Спрос на Бродского не уменьшился. Он остается самым продаваемым, если использовать это рыночное выражение, поэтом в нашем книгоиздательском мире. Постоянно переиздаются его сборники. Если бы снова вышло собрание сочинений, оно бы, безусловно, разошлось. Появляются новые серьезные исследования. Расширяется знание его поэзии людьми молодыми. Помню, в одном молодежном клубе, чтобы пройти внутрь, нужно было прочитать любое стихотворение Бродского. Свидетельствую: зал был набит битком. О Бродском выходят книги, снимаются фильмы. Но все это не покрывает его колоссального вклада в мировую культуру. Исчерпать стихию его творчества невозможно, она в принципе не поддается жесткой формализации.

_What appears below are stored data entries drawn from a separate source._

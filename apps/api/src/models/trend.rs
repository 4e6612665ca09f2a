use serde::{Deserialize, Serialize};

/// One month of the fictional "interest over time" series. A full series is
/// exactly twelve points, newest month first, scores in [0, 100].
#[derive(Debug, Clone, PartialEq, Serialize, Deserialize)]
pub struct TrendDataPoint {
    /// Three-letter month abbreviation as produced by the provider ("Jan").
    pub month: String,
    pub score: f64,
}
use axum::Json;
use serde_json::{json, Value};

/// GET /health
/// Returns a simple status object with service version.
pub async fn health_handler() -> Json<Value> {
    Json(json!({
        "status": "ok",
        "version": "0.1.0",
        "service": "job-market-api"
    }))
}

Роман КАПЛАН, владелец ресторана «Русский самовар» (Нью-Йорк):
Два раза в год мы особо вспоминаем Бродского, отмечая день его рождения и день его смерти. Приходят друзья, мы читаем его стихи, вспоминаем его самого, смотрим фотографии. Его имя неотделимо от «Русского самовара». Это намоленное место. Почти все впервые приходящие к нам спрашивают: где сидел Бродский? И просят посадить их именно за его столик. Полагаю, большинством движет не поверхностное любопытство, а глубокая любовь к нему, к его поэзии. В моем сознании Иосиф присутствует постоянно, он сам и его стихи. Прошло время, и масштаб его личности стал особенно зримым.